======== Data to process

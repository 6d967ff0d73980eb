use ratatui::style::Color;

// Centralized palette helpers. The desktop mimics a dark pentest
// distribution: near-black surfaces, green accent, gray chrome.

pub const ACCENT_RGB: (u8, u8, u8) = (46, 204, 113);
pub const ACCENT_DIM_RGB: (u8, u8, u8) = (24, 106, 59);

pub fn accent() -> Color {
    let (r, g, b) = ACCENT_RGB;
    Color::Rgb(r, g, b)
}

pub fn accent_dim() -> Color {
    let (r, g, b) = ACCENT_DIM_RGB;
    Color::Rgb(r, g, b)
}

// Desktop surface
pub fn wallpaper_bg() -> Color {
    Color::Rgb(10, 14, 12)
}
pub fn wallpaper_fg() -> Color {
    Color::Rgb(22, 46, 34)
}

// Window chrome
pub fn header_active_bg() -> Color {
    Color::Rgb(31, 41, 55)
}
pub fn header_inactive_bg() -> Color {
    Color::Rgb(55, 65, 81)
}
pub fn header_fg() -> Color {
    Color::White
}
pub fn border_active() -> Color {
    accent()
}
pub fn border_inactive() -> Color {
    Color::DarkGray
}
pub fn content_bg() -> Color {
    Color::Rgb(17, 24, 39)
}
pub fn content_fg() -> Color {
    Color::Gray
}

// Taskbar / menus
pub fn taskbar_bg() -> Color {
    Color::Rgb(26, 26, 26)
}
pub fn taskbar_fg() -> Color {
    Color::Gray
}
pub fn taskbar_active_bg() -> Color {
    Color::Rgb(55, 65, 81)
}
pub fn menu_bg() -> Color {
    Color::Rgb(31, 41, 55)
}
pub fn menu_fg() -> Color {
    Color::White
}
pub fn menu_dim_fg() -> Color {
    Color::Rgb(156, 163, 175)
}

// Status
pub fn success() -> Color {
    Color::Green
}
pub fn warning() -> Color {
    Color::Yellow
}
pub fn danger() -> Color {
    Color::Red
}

================
======== Data to process

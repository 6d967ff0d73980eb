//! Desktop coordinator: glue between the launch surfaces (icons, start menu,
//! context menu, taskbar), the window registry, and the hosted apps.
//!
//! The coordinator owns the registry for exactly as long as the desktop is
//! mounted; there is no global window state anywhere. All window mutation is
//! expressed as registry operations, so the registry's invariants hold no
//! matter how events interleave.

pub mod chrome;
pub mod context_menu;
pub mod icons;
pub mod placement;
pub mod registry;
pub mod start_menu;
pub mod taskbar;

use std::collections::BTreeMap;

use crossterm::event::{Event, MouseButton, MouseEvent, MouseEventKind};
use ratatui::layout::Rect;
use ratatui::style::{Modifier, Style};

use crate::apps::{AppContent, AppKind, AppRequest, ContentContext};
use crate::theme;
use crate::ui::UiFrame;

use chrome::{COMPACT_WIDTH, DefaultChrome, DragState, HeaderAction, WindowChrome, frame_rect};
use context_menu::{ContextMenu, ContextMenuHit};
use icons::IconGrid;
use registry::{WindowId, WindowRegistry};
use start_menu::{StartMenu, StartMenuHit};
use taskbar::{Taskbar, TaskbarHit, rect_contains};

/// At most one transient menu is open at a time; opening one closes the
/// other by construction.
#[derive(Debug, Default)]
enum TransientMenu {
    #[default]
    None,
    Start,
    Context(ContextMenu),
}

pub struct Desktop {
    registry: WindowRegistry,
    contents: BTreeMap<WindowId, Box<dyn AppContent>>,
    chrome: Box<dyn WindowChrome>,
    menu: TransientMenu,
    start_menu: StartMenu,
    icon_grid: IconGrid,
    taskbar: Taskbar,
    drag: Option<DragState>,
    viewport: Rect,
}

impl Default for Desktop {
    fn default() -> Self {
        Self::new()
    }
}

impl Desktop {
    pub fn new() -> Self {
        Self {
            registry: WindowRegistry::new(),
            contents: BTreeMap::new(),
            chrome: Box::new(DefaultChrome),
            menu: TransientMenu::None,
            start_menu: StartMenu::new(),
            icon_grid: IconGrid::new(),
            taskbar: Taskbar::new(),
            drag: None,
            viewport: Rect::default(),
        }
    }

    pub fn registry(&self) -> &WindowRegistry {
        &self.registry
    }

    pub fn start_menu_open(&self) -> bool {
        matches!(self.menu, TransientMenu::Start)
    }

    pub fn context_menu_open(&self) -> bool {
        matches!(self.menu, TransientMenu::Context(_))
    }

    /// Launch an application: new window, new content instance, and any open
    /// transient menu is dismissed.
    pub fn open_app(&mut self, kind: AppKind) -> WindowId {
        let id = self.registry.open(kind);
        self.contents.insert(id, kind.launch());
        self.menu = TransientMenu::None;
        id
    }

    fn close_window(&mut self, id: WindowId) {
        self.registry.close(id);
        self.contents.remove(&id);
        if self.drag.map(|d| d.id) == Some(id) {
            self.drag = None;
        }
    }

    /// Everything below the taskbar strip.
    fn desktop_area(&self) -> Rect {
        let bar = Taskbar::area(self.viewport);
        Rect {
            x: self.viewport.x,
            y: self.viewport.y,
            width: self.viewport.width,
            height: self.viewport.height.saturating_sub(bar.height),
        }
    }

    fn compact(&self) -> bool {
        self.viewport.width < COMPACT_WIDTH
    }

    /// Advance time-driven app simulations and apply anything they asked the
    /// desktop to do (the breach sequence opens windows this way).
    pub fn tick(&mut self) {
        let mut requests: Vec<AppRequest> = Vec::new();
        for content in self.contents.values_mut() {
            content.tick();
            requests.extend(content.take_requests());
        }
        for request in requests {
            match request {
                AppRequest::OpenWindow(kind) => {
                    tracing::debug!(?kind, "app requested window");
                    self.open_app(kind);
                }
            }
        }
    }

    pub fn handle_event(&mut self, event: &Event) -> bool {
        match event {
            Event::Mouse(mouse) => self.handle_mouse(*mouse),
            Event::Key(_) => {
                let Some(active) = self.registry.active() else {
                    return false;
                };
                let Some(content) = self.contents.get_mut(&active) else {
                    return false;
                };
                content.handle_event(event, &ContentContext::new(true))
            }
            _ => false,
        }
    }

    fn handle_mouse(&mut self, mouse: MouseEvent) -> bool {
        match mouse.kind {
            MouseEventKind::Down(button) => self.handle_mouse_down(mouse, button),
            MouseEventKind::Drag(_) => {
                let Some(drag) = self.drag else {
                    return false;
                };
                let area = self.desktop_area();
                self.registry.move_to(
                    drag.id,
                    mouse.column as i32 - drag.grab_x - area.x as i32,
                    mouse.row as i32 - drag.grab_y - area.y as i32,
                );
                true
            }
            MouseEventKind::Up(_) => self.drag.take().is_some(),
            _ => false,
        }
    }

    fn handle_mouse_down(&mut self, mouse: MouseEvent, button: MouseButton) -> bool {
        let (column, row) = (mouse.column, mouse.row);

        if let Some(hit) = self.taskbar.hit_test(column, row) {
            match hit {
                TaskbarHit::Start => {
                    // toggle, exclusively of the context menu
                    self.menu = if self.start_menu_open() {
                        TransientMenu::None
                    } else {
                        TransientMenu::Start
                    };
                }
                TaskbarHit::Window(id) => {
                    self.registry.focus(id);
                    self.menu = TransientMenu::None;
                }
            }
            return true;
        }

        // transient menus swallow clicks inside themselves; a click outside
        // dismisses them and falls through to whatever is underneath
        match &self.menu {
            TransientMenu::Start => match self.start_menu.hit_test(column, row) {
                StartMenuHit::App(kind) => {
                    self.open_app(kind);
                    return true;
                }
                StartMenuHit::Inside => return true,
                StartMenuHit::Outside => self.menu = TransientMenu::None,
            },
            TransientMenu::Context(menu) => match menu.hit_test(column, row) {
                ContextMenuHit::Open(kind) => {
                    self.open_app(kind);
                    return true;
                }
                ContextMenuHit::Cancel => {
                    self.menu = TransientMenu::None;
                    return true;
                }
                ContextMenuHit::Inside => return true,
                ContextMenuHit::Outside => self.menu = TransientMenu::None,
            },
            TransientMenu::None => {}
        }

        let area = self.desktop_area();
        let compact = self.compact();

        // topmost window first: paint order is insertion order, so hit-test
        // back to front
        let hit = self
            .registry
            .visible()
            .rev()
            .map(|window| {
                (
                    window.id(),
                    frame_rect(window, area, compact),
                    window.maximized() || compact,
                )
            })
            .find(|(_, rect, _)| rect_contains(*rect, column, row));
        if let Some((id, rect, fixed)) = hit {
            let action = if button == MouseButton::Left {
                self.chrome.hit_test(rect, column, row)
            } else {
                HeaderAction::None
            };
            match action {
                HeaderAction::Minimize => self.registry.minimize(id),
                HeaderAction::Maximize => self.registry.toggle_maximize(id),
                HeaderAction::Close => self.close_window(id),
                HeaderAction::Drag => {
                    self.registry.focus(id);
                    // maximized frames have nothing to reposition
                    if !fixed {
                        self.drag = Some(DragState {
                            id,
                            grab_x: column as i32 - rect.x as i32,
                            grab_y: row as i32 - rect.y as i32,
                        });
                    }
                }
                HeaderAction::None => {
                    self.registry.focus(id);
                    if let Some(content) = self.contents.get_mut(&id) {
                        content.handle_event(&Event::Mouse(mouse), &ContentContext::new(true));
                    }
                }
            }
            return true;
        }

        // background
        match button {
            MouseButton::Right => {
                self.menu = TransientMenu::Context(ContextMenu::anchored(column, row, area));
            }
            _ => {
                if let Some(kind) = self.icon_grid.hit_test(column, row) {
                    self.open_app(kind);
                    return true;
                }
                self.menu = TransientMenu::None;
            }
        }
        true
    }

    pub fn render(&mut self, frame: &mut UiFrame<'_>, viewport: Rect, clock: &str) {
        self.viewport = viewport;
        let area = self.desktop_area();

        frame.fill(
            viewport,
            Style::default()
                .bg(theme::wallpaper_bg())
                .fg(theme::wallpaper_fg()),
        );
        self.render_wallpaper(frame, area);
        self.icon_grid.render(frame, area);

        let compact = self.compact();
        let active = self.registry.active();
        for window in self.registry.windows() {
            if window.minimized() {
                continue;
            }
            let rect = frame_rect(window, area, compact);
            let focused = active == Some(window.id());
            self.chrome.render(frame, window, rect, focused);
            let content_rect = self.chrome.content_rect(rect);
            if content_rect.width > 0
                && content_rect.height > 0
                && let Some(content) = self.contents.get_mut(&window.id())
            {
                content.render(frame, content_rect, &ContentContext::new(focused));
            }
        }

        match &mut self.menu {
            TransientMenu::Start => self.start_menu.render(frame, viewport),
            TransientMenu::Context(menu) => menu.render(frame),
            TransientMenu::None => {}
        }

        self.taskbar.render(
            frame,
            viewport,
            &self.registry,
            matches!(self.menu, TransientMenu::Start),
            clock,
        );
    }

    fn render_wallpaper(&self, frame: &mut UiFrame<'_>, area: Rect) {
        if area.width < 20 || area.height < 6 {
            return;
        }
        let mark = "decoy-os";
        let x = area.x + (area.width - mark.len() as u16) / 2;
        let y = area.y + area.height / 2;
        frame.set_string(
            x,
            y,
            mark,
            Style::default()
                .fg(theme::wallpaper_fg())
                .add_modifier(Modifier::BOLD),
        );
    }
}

================

-- Activity --
The number of lines above containing the word "column" is all that should be returned.

-- Answer box --
10